Over 40 million Americans are without health insurance. Are you one of them? If so, it’s time to get yourself covered. Wondering what types of health insurance there are? Looking for something affordable?
Keep reading to learn more about the types of health insurance and how to get the best deal for you and your family.
Levels of Care
If you’re in the market for health insurance, it’s important to understand your options. Some insurance options cost more up front but offer more protection with a lower deductible.
Some plans offer a low monthly rate but have a high deductible and low coverage.
Your age, health, and other factors help determine what type of insurance you need.
The below designations are offered by many different insurance companies.
Keep in mind that the plans named after metals refer to the level of care within different types of insurance policies.
Platinum insurance plans are the most expensive monthly plans.
That’s because they cover about 90% of your costs, leaving you to cover 10%. If you can handle a high monthly cost, then you’re well covered in the event of medical problems.
Gold is one step down from platinum and covers approximately 80% of average costs. You’ll cover the other 20%.

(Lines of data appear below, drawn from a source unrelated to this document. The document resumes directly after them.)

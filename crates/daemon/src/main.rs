use std::path::PathBuf;
use std::sync::Arc;

use anyhow::Context;
use clap::Parser;
use records_daemon::{
    batch::BatchProcessor,
    config::{ConfigLayer, DaemonConfig, StoreBackend},
    http,
    pool::WorkerPool,
    service::RecordService,
};
use records_storage::{InMemoryRecordStore, RecordStore};
use records_storage_sqlite::SqliteRecordStore;
use tokio::signal;
use tracing::info;
use tracing_subscriber::{fmt, EnvFilter};

#[derive(Debug, Parser)]
#[command(name = "records-daemon", version, about = "Record store with bounded batch processing")]
struct Cli {
    /// Where the HTTP API will listen, e.g. 127.0.0.1:8080
    #[arg(long)]
    listen: Option<String>,

    /// Storage backend.
    #[arg(long, value_enum)]
    store: Option<StoreBackend>,

    /// SQLite database file, used with `--store sqlite`.
    #[arg(long)]
    db_path: Option<PathBuf>,

    /// Number of batch units allowed to run at once.
    #[arg(long)]
    pool_size: Option<usize>,

    /// Fixed per-record processing delay in milliseconds.
    #[arg(long)]
    unit_delay_ms: Option<u64>,

    /// Wall-clock budget for one batch run, in seconds.
    #[arg(long)]
    batch_deadline_secs: Option<u64>,

    /// TOML file with the same settings. Flags given here take precedence.
    #[arg(long)]
    config: Option<PathBuf>,

    /// Default log filter when RUST_LOG is unset, e.g. "info" or "records_daemon=debug".
    #[arg(long)]
    log: Option<String>,
}

impl Cli {
    fn layer(&self) -> ConfigLayer {
        ConfigLayer {
            listen: self.listen.clone(),
            store: self.store,
            db_path: self.db_path.clone(),
            pool_size: self.pool_size,
            unit_delay_ms: self.unit_delay_ms,
            batch_deadline_secs: self.batch_deadline_secs,
            log: self.log.clone(),
        }
    }
}

#[tokio::main]
async fn main() -> anyhow::Result<()> {
    let cli = Cli::parse();

    let file = match &cli.config {
        Some(path) => ConfigLayer::load(path)?,
        None => ConfigLayer::default(),
    };
    let config = DaemonConfig::resolve(cli.layer().over(file)).context("invalid configuration")?;

    let filter = EnvFilter::try_from_default_env()
        .or_else(|_| EnvFilter::try_new(&config.log))
        .context("invalid log filter")?;
    fmt().with_target(false).with_env_filter(filter).init();

    info!("starting daemon with config: {:?}", config);

    let store: Arc<dyn RecordStore> = match config.store {
        StoreBackend::Memory => Arc::new(InMemoryRecordStore::new()),
        StoreBackend::Sqlite => Arc::new(SqliteRecordStore::open(&config.db_path)?),
    };

    let pool = WorkerPool::new(config.pool_size);
    let processor = Arc::new(BatchProcessor::new(
        Arc::clone(&store),
        pool,
        config.batch.clone(),
    ));
    let svc = Arc::new(RecordService::new(store, processor));

    let app = http::router(svc);

    let listener = tokio::net::TcpListener::bind(config.listen)
        .await
        .with_context(|| format!("bind {}", config.listen))?;
    info!("listening on http://{}", config.listen);

    axum::serve(listener, app)
        .with_graceful_shutdown(shutdown_signal())
        .await?;

    Ok(())
}

async fn shutdown_signal() {
    let _ = signal::ctrl_c().await;
    info!("shutdown requested");
}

The gold level is less expensive than platinum but will cost more than the silver or bronze plans. If you have a family with young children, consider this option.
Next is the silver plan. On this plan, you’ll pay 30% of costs while the insurance company covers 70% of average coss.
The bronze plans cover 60%, leaving you with 40% of average costs. Bronze plans are the least expensive monthly plans because they cover the least costs.
Now that you understand how the levels of care work, take a look at the types of plans.
Types of Plans
Most insurance plans offer the levels of care described above. You need to understand the types of plans before you shop for insurance so that you get the policy that best fits your needs.
Choosing insurance is confusing and overwhelming for a lot of people. You can enlist the aid of an insurance comparison platform to help find the best deal.
Health Maintenance Organization (HMO)
An HMO is an organization that offers a network of physicians, other providers, and facilities. You’ll have one physician who’s your primary care physician.
You’ll see this doctor for most of your health issues as well as your preventive exams. If you need to see a specialist, you’ll see your primary care physician first.
The primary care doctor gives you a referral to the specialist.
If you see any doctors or use any facilities outside the approved network, it will cost much more. In some cases, payment for your care may be denied if you fail to get a referral or use a doctor outside the network.
One of the nice things about an HMO is the lack of paperwork. You can see your primary care doctor without worrying about filling out claim forms.
Most HMOs don’t have a deductible. If there is a deductible, it’s usually low.
There’s usually a co-pay or co-insurance payment for each visit. Co-insurance requires you to pay a percentage of the cost of the visit, such as 10%. A co-pay is a standard fee, such as $20, for each visit.
Preferred Provider Organization (PPO)
PPOs are like HMOs in that you’ll want to stay within the network to receive the best coverage. Going outside the list of preferred providers will cost you more.
Expect to fill out claim forms if you go outside the network. With a PPO, you’ll have a wider choice of doctors with a little more freedom to choose what doctor you want to see.
You’ll also be able to see specialists from the preferred-provider list without first obtaining a referral.
PPOs usually have a higher monthly premium than HMOs. You’ll also have a deductible. There’s usually a co-pay or co-insurance costs as well.
Exclusive Provider Organization (EPO)
The EPO comes with a little more freedom to choose your doctors than the HMO. It’s similar to a PPO. Keep in mind that if you use an EPO, there is no coverage if you see an out-of-network doctor.
An emergency is the only time an out-of-network doctor will be covered.
Like the other plans, there are monthly premiums and co-pays or co-insurance. Not all EPOs require a deductible.
One thing you don’t have with an EPO is lots of paperwork. You won’t have to worry about filing a claim.
Point-of-Service Plans (POS)
POS plans are a combination of the HMO and PPO plans. A POS offers more doctors in-network than an HMO.
You’ll have a primary care doctor, like the HMO plan. Your primary doctor refers you to in-network doctors as necessary. If you see out-of-network doctors, you’ll pay more and have more paperwork.
Like all the plans, the POS has a monthly premium. You’ll pay a deductible as well as a co-pay or co-insurance.
Catastrophic plans are for the young healthy individual who doesn’t need much insurance coverage. As the name implies, you’ll be covered in the event of a catastrophe.
The deductibles are high at around $8,000.
Care is covered at 60% or less of the average costs.
You’re entitled to preventive care at no cost. You’ll also receive three visits with your primary care physician before you need to worry about paying deductible costs.
Remember to keep track of all your medical expenses if you have a catastrophic insurance plan.
Catastrophic plans are only available to persons under the age of 30.
Health Savings Account with High Deductible
It’s possible you quality for a high-deductible health insurance plan that comes with a health savings account (HSA). Pre-tax dollars go into the HSA and can only be used for qualified medical expenses.
These plans can be used with a POS, PPO, HMO, or EPO.